What this task involves:
Using the data beneath this instruction, retype only the lines from the one that contains "for discoverer in" down to the one that contains "discoverer.name()", both included, exactly as they appear.

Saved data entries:
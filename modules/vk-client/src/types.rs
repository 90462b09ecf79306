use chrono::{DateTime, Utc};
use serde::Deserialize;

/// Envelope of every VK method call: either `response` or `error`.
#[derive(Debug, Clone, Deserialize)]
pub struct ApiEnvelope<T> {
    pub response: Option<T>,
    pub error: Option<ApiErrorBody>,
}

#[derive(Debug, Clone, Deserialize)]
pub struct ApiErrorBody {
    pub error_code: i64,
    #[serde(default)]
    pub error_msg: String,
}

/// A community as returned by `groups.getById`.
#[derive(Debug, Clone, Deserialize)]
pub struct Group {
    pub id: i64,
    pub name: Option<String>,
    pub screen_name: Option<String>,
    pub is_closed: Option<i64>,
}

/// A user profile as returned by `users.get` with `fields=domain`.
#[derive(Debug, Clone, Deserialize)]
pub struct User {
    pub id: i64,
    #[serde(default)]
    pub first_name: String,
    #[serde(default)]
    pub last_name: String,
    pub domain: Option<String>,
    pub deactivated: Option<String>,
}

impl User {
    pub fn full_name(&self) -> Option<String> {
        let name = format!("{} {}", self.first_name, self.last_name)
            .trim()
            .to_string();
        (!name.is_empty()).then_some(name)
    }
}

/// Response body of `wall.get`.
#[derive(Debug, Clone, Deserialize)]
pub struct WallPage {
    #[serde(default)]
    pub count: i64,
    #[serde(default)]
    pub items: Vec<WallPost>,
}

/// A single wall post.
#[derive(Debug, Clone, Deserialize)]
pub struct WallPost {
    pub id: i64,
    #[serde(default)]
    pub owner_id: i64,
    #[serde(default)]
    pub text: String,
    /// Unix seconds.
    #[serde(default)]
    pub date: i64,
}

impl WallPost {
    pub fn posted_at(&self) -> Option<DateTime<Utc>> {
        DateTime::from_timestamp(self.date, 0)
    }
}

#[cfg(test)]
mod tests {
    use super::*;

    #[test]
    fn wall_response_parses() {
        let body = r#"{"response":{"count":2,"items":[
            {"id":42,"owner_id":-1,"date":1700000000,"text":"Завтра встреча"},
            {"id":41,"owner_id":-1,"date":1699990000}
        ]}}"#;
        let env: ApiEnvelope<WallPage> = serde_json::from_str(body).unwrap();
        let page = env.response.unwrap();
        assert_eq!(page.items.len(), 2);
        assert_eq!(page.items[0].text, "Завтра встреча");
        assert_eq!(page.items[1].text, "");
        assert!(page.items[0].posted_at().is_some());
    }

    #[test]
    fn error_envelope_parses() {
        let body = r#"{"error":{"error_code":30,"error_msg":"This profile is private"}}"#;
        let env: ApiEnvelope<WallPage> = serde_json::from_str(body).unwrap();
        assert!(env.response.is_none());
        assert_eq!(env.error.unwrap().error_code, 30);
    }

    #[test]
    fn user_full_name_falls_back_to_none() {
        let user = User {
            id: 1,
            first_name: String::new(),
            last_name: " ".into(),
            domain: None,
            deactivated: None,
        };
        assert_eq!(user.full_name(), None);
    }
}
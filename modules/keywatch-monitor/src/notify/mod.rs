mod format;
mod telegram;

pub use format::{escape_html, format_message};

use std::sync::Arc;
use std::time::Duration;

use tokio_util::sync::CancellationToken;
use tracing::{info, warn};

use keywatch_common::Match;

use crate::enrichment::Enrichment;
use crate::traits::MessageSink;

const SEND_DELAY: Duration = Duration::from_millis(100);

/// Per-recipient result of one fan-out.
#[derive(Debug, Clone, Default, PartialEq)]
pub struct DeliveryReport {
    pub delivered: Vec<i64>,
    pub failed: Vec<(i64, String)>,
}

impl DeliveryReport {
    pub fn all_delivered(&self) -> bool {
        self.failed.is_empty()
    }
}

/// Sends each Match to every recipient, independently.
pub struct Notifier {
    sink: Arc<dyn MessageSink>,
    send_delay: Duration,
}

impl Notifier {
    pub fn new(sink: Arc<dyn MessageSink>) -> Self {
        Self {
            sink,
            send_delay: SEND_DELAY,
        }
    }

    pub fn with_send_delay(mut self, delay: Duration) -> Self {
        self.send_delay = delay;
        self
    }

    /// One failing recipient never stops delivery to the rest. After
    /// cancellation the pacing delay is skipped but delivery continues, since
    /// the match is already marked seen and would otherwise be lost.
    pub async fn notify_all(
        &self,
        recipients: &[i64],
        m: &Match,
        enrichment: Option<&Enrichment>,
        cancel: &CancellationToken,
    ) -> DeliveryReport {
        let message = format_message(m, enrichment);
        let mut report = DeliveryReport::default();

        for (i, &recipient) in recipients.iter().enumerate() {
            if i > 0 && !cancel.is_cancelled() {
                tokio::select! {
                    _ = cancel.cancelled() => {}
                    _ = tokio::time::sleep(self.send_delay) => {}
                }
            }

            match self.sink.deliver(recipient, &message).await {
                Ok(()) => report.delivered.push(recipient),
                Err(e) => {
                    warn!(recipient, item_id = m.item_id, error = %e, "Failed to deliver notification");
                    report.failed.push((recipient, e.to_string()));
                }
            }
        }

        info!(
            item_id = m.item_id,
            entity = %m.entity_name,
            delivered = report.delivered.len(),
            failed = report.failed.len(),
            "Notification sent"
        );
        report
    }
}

--

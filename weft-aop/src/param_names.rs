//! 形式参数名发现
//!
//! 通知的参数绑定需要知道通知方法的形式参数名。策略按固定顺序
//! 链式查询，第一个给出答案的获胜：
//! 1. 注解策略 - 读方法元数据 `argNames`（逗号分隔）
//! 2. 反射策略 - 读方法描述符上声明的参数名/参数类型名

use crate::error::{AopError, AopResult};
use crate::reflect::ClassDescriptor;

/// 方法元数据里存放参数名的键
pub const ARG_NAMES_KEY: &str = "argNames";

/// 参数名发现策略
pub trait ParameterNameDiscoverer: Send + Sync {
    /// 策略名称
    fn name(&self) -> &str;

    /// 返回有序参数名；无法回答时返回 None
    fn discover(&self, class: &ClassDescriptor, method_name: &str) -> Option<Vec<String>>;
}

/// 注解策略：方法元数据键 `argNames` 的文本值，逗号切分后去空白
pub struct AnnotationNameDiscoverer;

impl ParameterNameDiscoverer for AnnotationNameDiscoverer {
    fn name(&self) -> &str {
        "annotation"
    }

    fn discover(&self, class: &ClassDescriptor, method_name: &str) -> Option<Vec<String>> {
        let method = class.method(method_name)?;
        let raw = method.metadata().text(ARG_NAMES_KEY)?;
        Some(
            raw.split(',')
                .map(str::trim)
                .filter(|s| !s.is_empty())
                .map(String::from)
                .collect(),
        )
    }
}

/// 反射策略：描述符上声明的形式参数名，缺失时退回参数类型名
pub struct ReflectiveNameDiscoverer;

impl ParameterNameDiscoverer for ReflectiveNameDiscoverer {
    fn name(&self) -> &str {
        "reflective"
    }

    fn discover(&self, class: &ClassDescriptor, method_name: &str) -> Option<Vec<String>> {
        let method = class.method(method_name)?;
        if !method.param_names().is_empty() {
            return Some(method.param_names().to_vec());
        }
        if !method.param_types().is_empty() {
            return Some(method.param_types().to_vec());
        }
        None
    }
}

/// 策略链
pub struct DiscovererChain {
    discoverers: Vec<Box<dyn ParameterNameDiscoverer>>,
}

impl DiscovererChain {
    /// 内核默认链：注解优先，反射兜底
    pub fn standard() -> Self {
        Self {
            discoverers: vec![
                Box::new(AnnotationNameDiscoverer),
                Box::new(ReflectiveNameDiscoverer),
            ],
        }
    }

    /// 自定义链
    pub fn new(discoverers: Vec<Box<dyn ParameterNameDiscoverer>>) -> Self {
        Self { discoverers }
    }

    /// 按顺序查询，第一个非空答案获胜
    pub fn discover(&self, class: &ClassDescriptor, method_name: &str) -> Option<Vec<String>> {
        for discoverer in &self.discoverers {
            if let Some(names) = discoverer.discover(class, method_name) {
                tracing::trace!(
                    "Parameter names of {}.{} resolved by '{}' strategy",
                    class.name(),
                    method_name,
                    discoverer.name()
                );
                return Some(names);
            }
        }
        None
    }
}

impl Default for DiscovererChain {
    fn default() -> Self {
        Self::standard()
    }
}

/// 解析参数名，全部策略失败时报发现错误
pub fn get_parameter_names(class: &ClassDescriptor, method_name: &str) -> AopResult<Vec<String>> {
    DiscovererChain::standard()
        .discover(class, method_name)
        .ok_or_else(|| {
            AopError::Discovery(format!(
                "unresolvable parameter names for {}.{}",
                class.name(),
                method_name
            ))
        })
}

Result below:
        for discoverer in &self.discoverers {
            if let Some(names) = discoverer.discover(class, method_name) {
                tracing::trace!(
                    "Parameter names of {}.{} resolved by '{}' strategy",
                    class.name(),
                    method_name,
                    discoverer.name()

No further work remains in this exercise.